Given $X_1,\ldots, X_n$ are i.i.d random variables with $\ f(x|\theta) = \frac{3x^2}{\theta^3}\ I_{(0,\theta]}(x)$, $\ \theta > 0$. Find the MLE of $\theta$ and its expected value of the MLE.
My attempt: $L(\theta|x) = \frac{3^n(x_1\ldots x_n)^2}{\theta^{3n}}$ for $x_i\in (0,\theta]$ for all $\ i\ =\ 1,\ldots, n$. Thus, $\frac{d}{d\theta} L(\theta|x) = -3^{n+1}(x_1\ldots x_n)^2n\ \theta^{-3n-1}$. Since $x_1,\ldots, x_n\in (0,\theta]$ and $\theta > 0$, $\frac{d}{d\theta} L(\theta|x) < 0$. Therefore, $L(\theta|x)$ only achieves its global maximum at $\theta = 0$ (unreasonable, since $\ \theta > 0$).

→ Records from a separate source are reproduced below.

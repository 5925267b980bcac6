//! Local HTTP fixtures shared by the unit tests: a fake Bot API and a
//! webhook that records every request it receives.

use std::collections::HashMap;
use std::sync::Arc;
use std::time::Duration;

use axum::{
    body::Bytes,
    extract::State,
    http::{StatusCode, Uri},
    response::{IntoResponse, Response},
    Json, Router,
};
use serde_json::{json, Value};
use tokio::sync::Mutex;

/// Serve `app` on an ephemeral local port and return its base URL.
pub async fn serve(app: Router) -> String {
    let listener = tokio::net::TcpListener::bind("127.0.0.1:0")
        .await
        .expect("bind test listener");
    let addr = listener.local_addr().expect("listener address");
    tokio::spawn(async move {
        axum::serve(listener, app).await.expect("test server");
    });
    format!("http://{addr}")
}

/// A Bot API `message` update sent by a user in a private chat.
pub fn text_update(
    update_id: u32,
    chat_id: i64,
    username: &str,
    first_name: &str,
    text: &str,
) -> Value {
    json!({
        "update_id": update_id,
        "message": {
            "message_id": update_id,
            "date": 1706529600,
            "chat": {"id": chat_id, "type": "private", "first_name": first_name},
            "from": {
                "id": chat_id,
                "is_bot": false,
                "first_name": first_name,
                "username": username
            },
            "text": text
        }
    })
}

#[derive(Default)]
struct FakeBot {
    /// Updates not yet confirmed by a later `offset`.
    updates: Vec<Value>,
    /// `timeout` of every regular (non-negative offset) `getUpdates` call.
    poll_timeouts: Vec<Option<u64>>,
}

/// A Bot API serving a fixed set of bot tokens, each with its own update
/// queue. Unknown tokens get 401.
///
/// `getUpdates` follows the real offset rules: a negative offset returns
/// the newest updates and forgets the older ones, a positive offset
/// confirms everything below it, and an empty poll is held for up to the
/// requested `timeout`.
#[derive(Clone)]
pub struct FakeBotApi {
    bots: Arc<Mutex<HashMap<String, FakeBot>>>,
}

impl FakeBotApi {
    /// `bots` pairs each token with the updates already pending for it.
    pub fn new(bots: Vec<(&str, Vec<Value>)>) -> Self {
        let bots = bots
            .into_iter()
            .map(|(token, updates)| {
                let bot = FakeBot {
                    updates,
                    ..FakeBot::default()
                };
                (token.to_string(), bot)
            })
            .collect();
        Self {
            bots: Arc::new(Mutex::new(bots)),
        }
    }

    pub fn router(&self) -> Router {
        Router::new()
            .fallback(bot_api_call)
            .with_state(self.clone())
    }

    /// Queue a new update for `token`, waking any held poll.
    pub async fn push(&self, token: &str, update: Value) {
        if let Some(bot) = self.bots.lock().await.get_mut(token) {
            bot.updates.push(update);
        }
    }

    /// `timeout` parameters of the regular polls made by `token` so far.
    pub async fn poll_timeouts(&self, token: &str) -> Vec<Option<u64>> {
        self.bots
            .lock()
            .await
            .get(token)
            .map(|bot| bot.poll_timeouts.clone())
            .unwrap_or_default()
    }

    /// Wait until `token` has started at least one regular poll.
    pub async fn wait_for_polling(&self, token: &str) {
        tokio::time::timeout(Duration::from_secs(10), async {
            while self.poll_timeouts(token).await.is_empty() {
                tokio::time::sleep(Duration::from_millis(20)).await;
            }
        })
        .await
        .expect("bot never started polling");
    }

    async fn get_updates(&self, token: &str, params: &Value) -> Vec<Value> {
        let offset = params["offset"].as_i64().unwrap_or(0);
        let timeout = params["timeout"].as_u64();

        {
            let mut bots = self.bots.lock().await;
            let Some(bot) = bots.get_mut(token) else {
                return Vec::new();
            };
            if offset < 0 {
                let keep = offset.unsigned_abs() as usize;
                let skip = bot.updates.len().saturating_sub(keep);
                bot.updates.drain(..skip);
                return bot.updates.clone();
            }
            bot.poll_timeouts.push(timeout);
            bot.updates
                .retain(|update| update["update_id"].as_i64().unwrap_or(0) >= offset);
        }

        let deadline = tokio::time::Instant::now() + Duration::from_secs(timeout.unwrap_or(0));
        loop {
            let batch = self
                .bots
                .lock()
                .await
                .get(token)
                .map(|bot| bot.updates.clone())
                .unwrap_or_default();
            if !batch.is_empty() || tokio::time::Instant::now() >= deadline {
                return batch;
            }
            tokio::time::sleep(Duration::from_millis(20)).await;
        }
    }
}

/// A Bot API serving `bots`; see [`FakeBotApi`].
pub fn bot_api(bots: Vec<(&str, Vec<Value>)>) -> Router {
    FakeBotApi::new(bots).router()
}

async fn bot_api_call(State(api): State<FakeBotApi>, uri: Uri, body: Bytes) -> Response {
    let Some((token, method)) = uri
        .path()
        .strip_prefix("/bot")
        .and_then(|rest| rest.split_once('/'))
    else {
        return StatusCode::NOT_FOUND.into_response();
    };

    if !api.bots.lock().await.contains_key(token) {
        let body = json!({"ok": false, "error_code": 401, "description": "Unauthorized"});
        return (StatusCode::UNAUTHORIZED, Json(body)).into_response();
    }

    let result = match method.to_ascii_lowercase().as_str() {
        "getme" => json!({
            "id": 111,
            "is_bot": true,
            "first_name": "Bridge",
            "username": "bridge_bot",
            "can_join_groups": true,
            "can_read_all_group_messages": false,
            "supports_inline_queries": false,
            "can_connect_to_business": false,
            "has_main_web_app": false
        }),
        "getupdates" => {
            let params: Value = serde_json::from_slice(&body).unwrap_or(Value::Null);
            Value::Array(api.get_updates(token, &params).await)
        }
        "getwebhookinfo" => json!({
            "url": "",
            "has_custom_certificate": false,
            "pending_update_count": 0
        }),
        "deletewebhook" => {
            let params: Value = serde_json::from_slice(&body).unwrap_or(Value::Null);
            if params["drop_pending_updates"] == json!(true) {
                if let Some(bot) = api.bots.lock().await.get_mut(token) {
                    bot.updates.clear();
                }
            }
            json!(true)
        }
        _ => json!(true),
    };

    Json(json!({"ok": true, "result": result})).into_response()
}

/// Requests received by [`capture_webhook`], as (path, JSON body).
pub type Captured = Arc<Mutex<Vec<(String, Value)>>>;

/// A webhook that answers 200 to any POST and records it.
pub fn capture_webhook() -> (Router, Captured) {
    let captured: Captured = Arc::default();
    let app = Router::new()
        .fallback(
            |State(captured): State<Captured>, uri: Uri, body: Bytes| async move {
                let value = serde_json::from_slice(&body).unwrap_or(Value::Null);
                captured.lock().await.push((uri.path().to_string(), value));
                StatusCode::OK
            },
        )
        .with_state(captured.clone());
    (app, captured)
}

We conclude that the MLE of $\theta$ does not exist. But if it does not exist, then the same thing is true for its expected value.
My question: Did I get a wrong conclusion about the MLE of $\ \theta$? If the MLE exists, what is the systematic way to find its expected value? Any help on these question would greatly be appreciated.